Os temas e estilos artísticos expostos mostram que uma geração jovem de iraquianos foi influenciada pela internet, descobrindo na rede imagens que significam algo para ela e desenhando-as com toques próprios do Iraque.

Rosie, the Riveter (Rosie, a Rebitadeira), tem uma bandeira iraquiana pintada na bochecha. “Noite Estrelada”, de Vincent van Gogh, traz o prédio do Restaurante Turco no lugar de um cipreste.

Algumas das pinturas trazem personagens de quadrinhos, mas envoltos na bandeira iraquiana, o uniforme dos manifestantes.

Há ecos da pop art dos anos 1960 numa pintura do edifício do Restaurante Turco com um tuk-tuk vermelho saindo pelo telhado, voando.

O tuk-tuk é o mascote dos manifestantes –um veículo de três rodas, movido a diesel, que não requer carteira de habilitação para ser conduzido e se converteu na ambulância extraoficial da linha de frente, levando manifestantes feridos às tendas onde eles podem receber primeiros socorros.
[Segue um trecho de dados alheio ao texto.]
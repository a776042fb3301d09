//! Domains module containing business logic organized by bounded contexts.
//!
//! - `diary` talks to the remote food diary and models its records
//! - `tools` turns diary records into markdown reports exposed over MCP

pub mod diary;
pub mod tools;
//! Tool-specific error types.
//!
//! Messages are rendered verbatim after `Error retrieving <subject>: `, so
//! the variants carry no prefix of their own.

use thiserror::Error;

use crate::domains::diary::DiaryError;

/// Errors that can occur during tool operations.
#[derive(Debug, Error)]
pub enum ToolError {
    /// Arguments were well-formed but inconsistent (e.g. start after end).
    #[error("{0}")]
    Validation(String),

    /// Date parsing or remote fetch failed.
    #[error(transparent)]
    Diary(#[from] DiaryError),
}

impl ToolError {
    /// Create a new validation error.
    pub fn validation(msg: impl Into<String>) -> Self {
        Self::Validation(msg.into())
    }
}
//! In-memory diary source for tests.

use async_trait::async_trait;
use chrono::NaiveDate;
use std::collections::{HashMap, HashSet};
use std::sync::{Arc, Mutex};

use super::client::{DiaryClient, DiarySource};
use super::error::{DiaryError, DiaryResult};
use super::model::{Day, Entry, Exercise, Meal, Nutrients};

pub fn ymd(y: i32, m: u32, d: u32) -> NaiveDate {
    NaiveDate::from_ymd_opt(y, m, d).unwrap()
}

pub fn nutrients(pairs: &[(&str, f64)]) -> Nutrients {
    pairs.iter().map(|(k, v)| (*k, *v)).collect()
}

pub fn entry(name: &str, quantity: f64, unit: &str, pairs: &[(&str, f64)]) -> Entry {
    Entry {
        name: name.to_string(),
        quantity,
        unit: unit.to_string(),
        nutrition: nutrients(pairs),
    }
}

pub fn meal(name: &str, totals: &[(&str, f64)], entries: Vec<Entry>) -> Meal {
    Meal {
        name: name.to_string(),
        totals: nutrients(totals),
        entries,
    }
}

pub fn exercise(name: &str, entries: Vec<Entry>) -> Exercise {
    Exercise {
        name: name.to_string(),
        entries,
    }
}

/// Serves configured days, an empty day for anything else, and fails on
/// the dates it was told to fail on. Records every requested date.
#[derive(Default)]
pub struct StubSource {
    days: HashMap<NaiveDate, Day>,
    failing: HashSet<NaiveDate>,
    requested: Mutex<Vec<NaiveDate>>,
}

impl StubSource {
    pub fn new() -> Self {
        Self::default()
    }

    pub fn with_day(mut self, day: Day) -> Self {
        self.days.insert(day.date, day);
        self
    }

    pub fn failing_on(mut self, date: NaiveDate) -> Self {
        self.failing.insert(date);
        self
    }

    pub fn requested(&self) -> Vec<NaiveDate> {
        self.requested.lock().unwrap().clone()
    }

    pub fn into_client(self) -> Arc<DiaryClient> {
        Arc::new(DiaryClient::new(Arc::new(self)))
    }
}

#[async_trait]
impl DiarySource for StubSource {
    async fn fetch_day(&self, date: NaiveDate) -> DiaryResult<Day> {
        self.requested.lock().unwrap().push(date);
        if self.failing.contains(&date) {
            return Err(DiaryError::unexpected(format!("no diary for {}", date)));
        }
        Ok(self
            .days
            .get(&date)
            .cloned()
            .unwrap_or_else(|| Day::empty(date)))
    }
}
//! Common utilities shared across the diary tools.
//!
//! This module provides the shared date parameter, unit conversions, and
//! the failure boundary every tool call runs inside.

use rmcp::handler::server::tool::cached_schema_for_type;
use rmcp::model::{CallToolResult, Content, Tool};
use schemars::JsonSchema;
use serde::Deserialize;
use std::future::Future;
use tracing::warn;

use super::error::ToolError;

/// Milliliters per US fluid ounce.
pub const ML_PER_OZ: f64 = 29.5735;

/// Milliliters per US cup.
pub const ML_PER_CUP: f64 = 236.588;

/// Recommended daily water intake in ounces (8 cups / 2000 ml).
pub const RECOMMENDED_WATER_OZ: f64 = 64.0;

/// Parameters for tools that report on a single day.
#[derive(Debug, Clone, Default, Deserialize, JsonSchema)]
pub struct DateParams {
    /// Date to report on; today when omitted.
    #[schemars(description = "Date in YYYY-MM-DD format (defaults to today)")]
    #[serde(default)]
    pub date: Option<String>,
}

impl DateParams {
    pub fn for_date(date: impl Into<String>) -> Self {
        Self {
            date: Some(date.into()),
        }
    }
}

pub fn ml_to_oz(ml: f64) -> f64 {
    ml / ML_PER_OZ
}

pub fn ml_to_cups(ml: f64) -> f64 {
    ml / ML_PER_CUP
}

/// A successful result holding a single plain-text block.
pub fn text_result(text: String) -> CallToolResult {
    CallToolResult::success(vec![Content::text(text)])
}

/// Run a tool body, turning any failure into an ordinary text response.
///
/// The protocol-level call always succeeds; failures read
/// `Error retrieving <subject>: <message>`.
pub async fn guarded<F>(subject: &str, body: F) -> CallToolResult
where
    F: Future<Output = Result<String, ToolError>>,
{
    match body.await {
        Ok(markdown) => text_result(markdown),
        Err(e) => {
            warn!("Failed to retrieve {}: {}", subject, e);
            text_result(format!("Error retrieving {}: {}", subject, e))
        }
    }
}

/// Build the Tool model (metadata) for a tool taking parameters `P`.
pub fn tool_definition<P>(name: &'static str, description: &'static str) -> Tool
where
    P: JsonSchema + 'static,
{
    Tool {
        name: name.into(),
        description: Some(description.into()),
        input_schema: cached_schema_for_type::<P>(),
        annotations: None,
        output_schema: None,
        icons: None,
        meta: None,
        title: None,
    }
}

/// Decode tool arguments for the HTTP transport.
#[cfg(feature = "http")]
pub fn parse_http_arguments<P>(arguments: serde_json::Value) -> Result<P, String>
where
    P: serde::de::DeserializeOwned,
{
    let arguments = if arguments.is_null() {
        serde_json::json!({})
    } else {
        arguments
    };
    serde_json::from_value(arguments).map_err(|e| format!("Invalid arguments: {}", e))
}

/// Shape a tool result the way the HTTP transport returns it.
#[cfg(feature = "http")]
pub fn http_response(result: CallToolResult) -> serde_json::Value {
    serde_json::json!({
        "content": result.content,
        "isError": result.is_error.unwrap_or(false)
    })
}

/// Extract the text of the first content block (tests only).
#[cfg(test)]
pub fn result_text(result: &CallToolResult) -> &str {
    match &result.content[0].raw {
        rmcp::model::RawContent::Text(text) => &text.text,
        _ => panic!("Expected text content"),
    }
}
//! Cookie conversion utility for the MyFitnessPal MCP server.
//!
//! Turns a cookie list exported from a logged-in browser into the
//! `MFP_COOKIES` variable the server reads, for hosts with no browser.
//!
//! Usage:
//! ```bash
//! # Write .env next to the exported mfp_cookies.json
//! cargo run --bin mfp-cookies
//!
//! # Custom paths
//! cargo run --bin mfp-cookies -- --input ~/Downloads/cookies.json --output deploy/.env
//!
//! # Print the variable instead of writing a file
//! cargo run --bin mfp-cookies -- --print
//! ```

use anyhow::{Context, Result, bail};
use clap::Parser;
use std::path::PathBuf;

use mfp_mcp_server::domains::diary::CookieStore;
use mfp_mcp_server::domains::diary::cookies::SESSION_COOKIE_NAMES;

/// Characters of each session cookie shown in the preview.
const PREVIEW_LEN: usize = 20;

#[derive(Parser)]
#[command(
    name = "mfp-cookies",
    about = "Convert exported MyFitnessPal cookies into an MFP_COOKIES env file",
    version
)]
struct CookieArgs {
    /// Cookie list exported from the browser
    #[arg(long, short = 'i', default_value = "mfp_cookies.json")]
    input: PathBuf,

    /// Env file to write
    #[arg(long, short = 'o', default_value = ".env")]
    output: PathBuf,

    /// Print the MFP_COOKIES line to stdout instead of writing a file
    #[arg(long)]
    print: bool,
}

fn main() -> Result<()> {
    let args = CookieArgs::parse();

    let store = CookieStore::from_export_file(&args.input)
        .with_context(|| format!("Failed to load {}", args.input.display()))?;
    let Some(store) = store else {
        bail!(
            "No cookies found in {}. Export them from a browser logged into MyFitnessPal.",
            args.input.display()
        );
    };

    eprintln!("Found {} cookies", store.len());

    if args.print {
        println!("{}", env_line(&store));
    } else {
        std::fs::write(&args.output, env_file_contents(&store))
            .with_context(|| format!("Failed to write {}", args.output.display()))?;
        eprintln!("Saved cookies to {}", args.output.display());
    }

    let previews = session_previews(&store);
    if !previews.is_empty() {
        eprintln!("\nKey cookies found:");
        for line in previews {
            eprintln!("  - {}", line);
        }
    }

    eprintln!("\nThese cookies grant access to your account. Keep the file out of version control.");
    eprintln!("Sessions expire after about 30 days; export and run this again when they do.");

    Ok(())
}

fn env_line(store: &CookieStore) -> String {
    format!("MFP_COOKIES={}", store.to_env_json())
}

fn env_file_contents(store: &CookieStore) -> String {
    format!(
        "# MyFitnessPal Cookies (extracted from browser)\n\
         # Use this for deployment without browser access\n\n\
         {}\n",
        env_line(store)
    )
}

/// `name: prefix...` for each known session cookie present in `store`.
fn session_previews(store: &CookieStore) -> Vec<String> {
    SESSION_COOKIE_NAMES
        .iter()
        .filter_map(|name| store.get(name))
        .map(|cookie| {
            let prefix: String = cookie.value.chars().take(PREVIEW_LEN).collect();
            format!("{}: {}...", cookie.name, prefix)
        })
        .collect()
}

#[cfg(test)]
mod tests {
    use super::*;

    fn sample_store() -> CookieStore {
        CookieStore::from_export_json(
            r#"[
                {"name": "_mfp_session", "value": "abcdefghijklmnopqrstuvwxyz", "domain": ".myfitnesspal.com", "path": "/", "secure": true},
                {"name": "tracking", "value": "x"}
            ]"#,
        )
        .unwrap()
    }

    #[test]
    fn test_env_file_layout() {
        let contents = env_file_contents(&sample_store());
        let lines: Vec<_> = contents.lines().collect();
        assert_eq!(lines[0], "# MyFitnessPal Cookies (extracted from browser)");
        assert_eq!(lines[1], "# Use this for deployment without browser access");
        assert_eq!(lines[2], "");
        assert!(lines[3].starts_with("MFP_COOKIES={"));
        assert!(contents.ends_with("}\n"));
    }

    #[test]
    fn test_env_line_loads_back() {
        let line = env_line(&sample_store());
        let json = line.strip_prefix("MFP_COOKIES=").unwrap();
        let store = CookieStore::from_env_json(Some(json)).unwrap();
        assert_eq!(store.len(), 2);
        assert!(store.get("_mfp_session").unwrap().secure);
    }

    #[test]
    fn test_previews_only_session_cookies() {
        let previews = session_previews(&sample_store());
        assert_eq!(previews, vec!["_mfp_session: abcdefghijklmnopqrst...".to_string()]);
    }

    #[test]
    fn test_default_arguments() {
        let args = CookieArgs::parse_from(["mfp-cookies"]);
        assert_eq!(args.input, PathBuf::from("mfp_cookies.json"));
        assert_eq!(args.output, PathBuf::from(".env"));
        assert!(!args.print);
    }
}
Mais de 500 manifestantes já foram mortos, e milhares, feridos.

Árvores são outro tema comum. Em pontos diferentes do Restaurante Turco, pintores diversos criaram imagens de folhas caídas.

“Esta árvore é o Iraque, e vou escrever sobre cada folha o nome de uma das pessoas martirizadas pelas forças de segurança”, disse Diana al-Qaisi, 32, que se formou em engenharia de sistemas de informação, mas hoje trabalha com relações públicas.

“Suas folhas estão caindo porque é outono, e aqueles que querem matar a árvore estão tentando matar a revolução”, disse ela.

“Mesmo que tentem, algumas folhas vão continuar agarradas à árvore, esperando o momento de nascer.”

O país assiste a um florescimento expressivo que não se limita às artes visuais.

Mais de 12 canções já foram compostas para os protestos e circulam nas redes sociais. Grandes nomes das artes iraquianas –atores, atrizes, músicos, pintores e escultores— se uniram para gravar uma homenagem aos manifestantes mortos.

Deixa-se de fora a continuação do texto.